El sistema de justicia militar mexicano presenta graves falencias que menoscaban su independencia e imparcialidad [452] . El Secretario de la Defensa de México ejerce a la vez poderes ejecutivos y judiciales sobre las Fuerzas Armadas. Los jueces militares no gozan en general de la garantía de permanencia en el cargo, y sería razonable que teman ser destituidos por el Secretario de la Defensa o que se obstaculice de otro modo su carrera profesional si emiten pronunciamientos que este no comparta. La posibilidad de que las autoridades de la justicia penal ordinaria puedan controlar las decisiones adoptadas por tribunales militares es sumamente limitada. Prácticamente no existe ningún escrutinio público ni información sobre qué sucede realmente durante las investigaciones, los procedimientos y los juicios militares, que pueden extenderse durante varios años.
Estos problemas estructurales tienen un impacto directo en la práctica. La Secretaría de la Defensa Nacional (SEDENA) restringe de manera excesiva y sin una justificación razonable el acceso por parte del público a información básica relativa al estado de las causas sobre abusos cometidos por miembros del Ejército que tramitan ante la justicia militar, lo cual prácticamente impide saber a ciencia cierta en qué medida los miembros de las Fuerzas Armadas realmente responden por sus actos. En muchos casos, los testigos y las víctimas son renuentes a declarar o participar en este ámbito, dado que temen sufrir represalias si relatan los abusos militares frente a miembros de esta misma institución.
La escasa información disponible demuestra que la probabilidad de obtener justicia en casos de presuntas violaciones de derechos humanos que se dirimen en el sistema de justicia militar es sumamente excepcional. La Procuraduría General de Justicia Militar inició casi 5.000 investigaciones de violaciones de derechos humanos cometidas por soldados contra civiles entre enero de 2007 y abril de 2012, según cifras obtenidas mediante solicitudes de información pública presentados por Human Rights Watch [453] . De acuerdo con datos de la SEDENA, desde 2006 la justicia militar mexicana condenó tan sólo a 38 militares [454] . Los registros aportados por las Fuerzas Armadas no permiten apreciar claramente qué proporción de estas personas estaban prófugas y fueron condenadas en rebeldía, ni cuántas fueron exoneradas en instancia de apelación. A su vez, 11 de esos militares fueron condenados por delitos cometidos antes de 2007.
Tanto los tribunales internacionales como la Suprema Corte de Justicia de México han reconocido la gravedad de este problema y han instado a México a reformar su sistema de justicia militar. Desde 2009, la Corte Interamericana de Derechos Humanos ha determinado en cuatro causas que el sistema de justicia militar no debería ser la vía empleada para investigar o juzgar violaciones de derechos humanos presuntamente cometidas por militares, y ha instado a México a reformar el artículo 57 del Código de Justicia Militar [455] . En julio de 2011, en un caso derivado de la sentencia dictada por la Corte Interamericana en la causa sobre desaparición forzada Radilla Pacheco vs. México, la Suprema Corte de Justicia de México determinó que las decisiones de la Corte Interamericana tienen carácter vinculante y deben ser consideradas en las sentencias dictadas por jueces mexicanos [456] . (En el caso Radilla, la Corte Interamericana dispuso: “frente a situaciones que vulneren derechos humanos de civiles bajo ninguna circunstancia puede operar la jurisdicción militar”) [457] .

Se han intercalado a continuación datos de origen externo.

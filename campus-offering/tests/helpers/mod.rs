//! Shared fixtures for campus-offering integration tests
//!
//! A small catalog: two academic faculties, one department (under Science),
//! two courses, two instructors and two semester registrations.

#![allow(dead_code)]

use chrono::{Duration, NaiveTime, Utc};
use sqlx::SqlitePool;
use std::sync::Arc;
use uuid::Uuid;

use campus_common::db::{
    AcademicDepartment, AcademicFaculty, Course, Faculty, RegistrationStatus, SemesterRegistration,
};
use campus_common::Weekday;
use campus_offering::payload::{CreateOfferedCourse, UpdateOfferedCourse};
use campus_offering::repository::{MemoryCatalog, MemoryOfferedCourses, SqliteCatalog, SqliteOfferedCourses};
use campus_offering::OfferedCourseService;

pub fn t(h: u32, m: u32) -> NaiveTime {
    NaiveTime::from_hms_opt(h, m, 0).unwrap()
}

pub struct Catalog {
    pub registration: SemesterRegistration,
    pub other_registration: SemesterRegistration,
    pub science: AcademicFaculty,
    pub arts: AcademicFaculty,
    pub physics: AcademicDepartment,
    pub mechanics: Course,
    pub optics: Course,
    pub instructor: Faculty,
    pub other_instructor: Faculty,
}

fn registration(status: RegistrationStatus) -> SemesterRegistration {
    let start = Utc::now() + Duration::days(30);
    SemesterRegistration {
        id: Uuid::new_v4(),
        academic_semester: Uuid::new_v4(),
        status,
        start_date: start,
        end_date: start + Duration::days(120),
        min_credit: 3,
        max_credit: 16,
    }
}

impl Catalog {
    pub fn new() -> Self {
        let science = AcademicFaculty {
            id: Uuid::new_v4(),
            name: "Faculty of Science".to_string(),
        };
        let arts = AcademicFaculty {
            id: Uuid::new_v4(),
            name: "Faculty of Arts".to_string(),
        };
        let physics = AcademicDepartment {
            id: Uuid::new_v4(),
            name: "Department of Physics".to_string(),
            academic_faculty: science.id,
        };
        let mechanics = Course {
            id: Uuid::new_v4(),
            title: "Classical Mechanics".to_string(),
            prefix: "PHY".to_string(),
            code: 101,
            credits: 3,
        };
        let optics = Course {
            id: Uuid::new_v4(),
            title: "Optics".to_string(),
            prefix: "PHY".to_string(),
            code: 204,
            credits: 3,
        };
        let instructor = Faculty {
            id: Uuid::new_v4(),
            name: "Dr. Rahman".to_string(),
            designation: "Professor".to_string(),
            academic_department: physics.id,
        };
        let other_instructor = Faculty {
            id: Uuid::new_v4(),
            name: "Dr. Chowdhury".to_string(),
            designation: "Lecturer".to_string(),
            academic_department: physics.id,
        };

        Self {
            registration: registration(RegistrationStatus::Upcoming),
            other_registration: registration(RegistrationStatus::Upcoming),
            science,
            arts,
            physics,
            mechanics,
            optics,
            instructor,
            other_instructor,
        }
    }

    /// Create payload for the default registration, course and instructor
    pub fn payload(&self, section: i64, days: &[Weekday], start: NaiveTime, end: NaiveTime) -> CreateOfferedCourse {
        CreateOfferedCourse {
            semester_registration: self.registration.id,
            academic_faculty: self.science.id,
            academic_department: self.physics.id,
            course: self.mechanics.id,
            faculty: self.instructor.id,
            max_capacity: 40,
            section,
            days: days.iter().copied().collect(),
            start_time: start,
            end_time: end,
        }
    }

    pub fn patch(&self, faculty: Uuid, days: &[Weekday], start: NaiveTime, end: NaiveTime) -> UpdateOfferedCourse {
        UpdateOfferedCourse {
            faculty,
            days: days.iter().copied().collect(),
            start_time: start,
            end_time: end,
        }
    }

    pub async fn seed_memory(&self, catalog: &MemoryCatalog) {
        catalog.insert_semester_registration(self.registration.clone()).await;
        catalog.insert_semester_registration(self.other_registration.clone()).await;
        catalog.insert_academic_faculty(self.science.clone()).await;
        catalog.insert_academic_faculty(self.arts.clone()).await;
        catalog.insert_academic_department(self.physics.clone()).await;
        catalog.insert_course(self.mechanics.clone()).await;
        catalog.insert_course(self.optics.clone()).await;
        catalog.insert_faculty(self.instructor.clone()).await;
        catalog.insert_faculty(self.other_instructor.clone()).await;
    }

    pub async fn seed_sqlite(&self, pool: &SqlitePool) {
        for reg in [&self.registration, &self.other_registration] {
            sqlx::query(
                r#"
                INSERT INTO semester_registrations
                    (id, academic_semester_id, status, start_date, end_date, min_credit, max_credit)
                VALUES (?, ?, ?, ?, ?, ?, ?)
                "#,
            )
            .bind(reg.id.to_string())
            .bind(reg.academic_semester.to_string())
            .bind(reg.status.as_str())
            .bind(reg.start_date)
            .bind(reg.end_date)
            .bind(reg.min_credit)
            .bind(reg.max_credit)
            .execute(pool)
            .await
            .unwrap();
        }

        for faculty in [&self.science, &self.arts] {
            sqlx::query("INSERT INTO academic_faculties (id, name) VALUES (?, ?)")
                .bind(faculty.id.to_string())
                .bind(&faculty.name)
                .execute(pool)
                .await
                .unwrap();
        }

        sqlx::query("INSERT INTO academic_departments (id, name, academic_faculty_id) VALUES (?, ?, ?)")
            .bind(self.physics.id.to_string())
            .bind(&self.physics.name)
            .bind(self.physics.academic_faculty.to_string())
            .execute(pool)
            .await
            .unwrap();

        for course in [&self.mechanics, &self.optics] {
            sqlx::query("INSERT INTO courses (id, title, prefix, code, credits) VALUES (?, ?, ?, ?, ?)")
                .bind(course.id.to_string())
                .bind(&course.title)
                .bind(&course.prefix)
                .bind(course.code)
                .bind(course.credits)
                .execute(pool)
                .await
                .unwrap();
        }

        for instructor in [&self.instructor, &self.other_instructor] {
            sqlx::query(
                "INSERT INTO faculties (id, name, designation, academic_department_id) VALUES (?, ?, ?, ?)",
            )
            .bind(instructor.id.to_string())
            .bind(&instructor.name)
            .bind(&instructor.designation)
            .bind(instructor.academic_department.to_string())
            .execute(pool)
            .await
            .unwrap();
        }
    }
}

/// Service over in-memory stores, with handles to both for direct inspection
pub struct MemoryHarness {
    pub catalog: Catalog,
    pub store: Arc<MemoryCatalog>,
    pub offered: Arc<MemoryOfferedCourses>,
    pub service: Arc<OfferedCourseService>,
}

impl MemoryHarness {
    pub async fn new() -> Self {
        let catalog = Catalog::new();
        let store = Arc::new(MemoryCatalog::new());
        catalog.seed_memory(&store).await;
        let offered = Arc::new(MemoryOfferedCourses::new());
        let service = Arc::new(OfferedCourseService::new(store.clone(), offered.clone()));

        Self {
            catalog,
            store,
            offered,
            service,
        }
    }

    pub async fn set_status(&self, status: RegistrationStatus) {
        let mut reg = self.catalog.registration.clone();
        reg.status = status;
        self.store.insert_semester_registration(reg).await;
    }
}

/// Service over a private in-memory SQLite database
pub async fn sqlite_service(catalog: &Catalog) -> (SqlitePool, OfferedCourseService) {
    let pool = campus_common::db::init_memory_database().await.unwrap();
    catalog.seed_sqlite(&pool).await;
    let service = OfferedCourseService::new(
        Arc::new(SqliteCatalog::new(pool.clone())),
        Arc::new(SqliteOfferedCourses::new(pool.clone())),
    );
    (pool, service)
}

pub async fn set_sqlite_status(pool: &SqlitePool, registration: Uuid, status: RegistrationStatus) {
    sqlx::query("UPDATE semester_registrations SET status = ? WHERE id = ?")
        .bind(status.as_str())
        .bind(registration.to_string())
        .execute(pool)
        .await
        .unwrap();
}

Sin embargo, conforme al sistema jurídico mexicano, la sentencia dictada en julio de 2011 por la Suprema Corte no sentó un precedente jurídicamente vinculante para futuras causas relacionadas con presuntos abusos militares. Para que las sentencias adquieran carácter de precedentes vinculantes, la Suprema Corte debe dictar pronunciamientos similares en cinco causas consecutivas o emitir una interpretación de una norma que haya sido aplicada en un sentido diferente por tribunales de inferior jerarquía. En agosto de 2012, la Suprema Corte determinó en la causa Bonfilio Villegas que la jurisdicción militar no podía ser usada para investigar ni procesar penalmente a militares por la muerte de civiles. Villegas murió al ser alcanzado por disparos efectuados por soldados del Ejército en Guerrero, en 2009, cuando el autobús en el cual se trasladaba se alejó de un retén militar [458] . La Suprema Corte dispuso que la causa por la muerte de Villegas debía tramitar en la justicia penal ordinaria, y que la aplicación del artículo 57 del Código de Justicia Militar en este caso—invocado por agentes de la PGJM para intervenir en este tipo de causas—resultaba inconstitucional [459] . No obstante, esta sentencia no constituye por sí sola jurisprudencia vinculante.
Asimismo, aun cuando la Suprema Corte estableciera jurisprudencia vinculante que excluya de manera inequívoca de la jurisdicción militar todas las violaciones de derechos humanos, los agentes de la PGJM podrían igualmente iniciar investigaciones de casos de presuntos abusos militares y desestimar de este modo los derechos de las víctimas. Para revertir esta práctica se requiere reformar el Código de Justicia Militar especificando que ninguna violación de derechos humanos podrá estar alcanzada por la jurisdicción militar.
En abril de 2012, la Comisión de Justicia del Senado de México aprobó un proyecto de ley que habría exigido remitir todos los casos de supuestas violaciones de derechos humanos a la justicia penal ordinaria. Sin embargo, debido a presiones de altos funcionarios del Ejército y la Marina, los líderes de los bloques en el Senado impidieron su votación antes de que concluyera el período de sesiones [460] . Debido a esto, la práctica general no se ha modificado, y los resultados son los mismos: con la plena complicidad de la PGR, se siguen remitiendo casos de violaciones de derechos humanos—incluidas desapariciones forzadas—al sistema de justicia militar, donde continúan quedando impunes.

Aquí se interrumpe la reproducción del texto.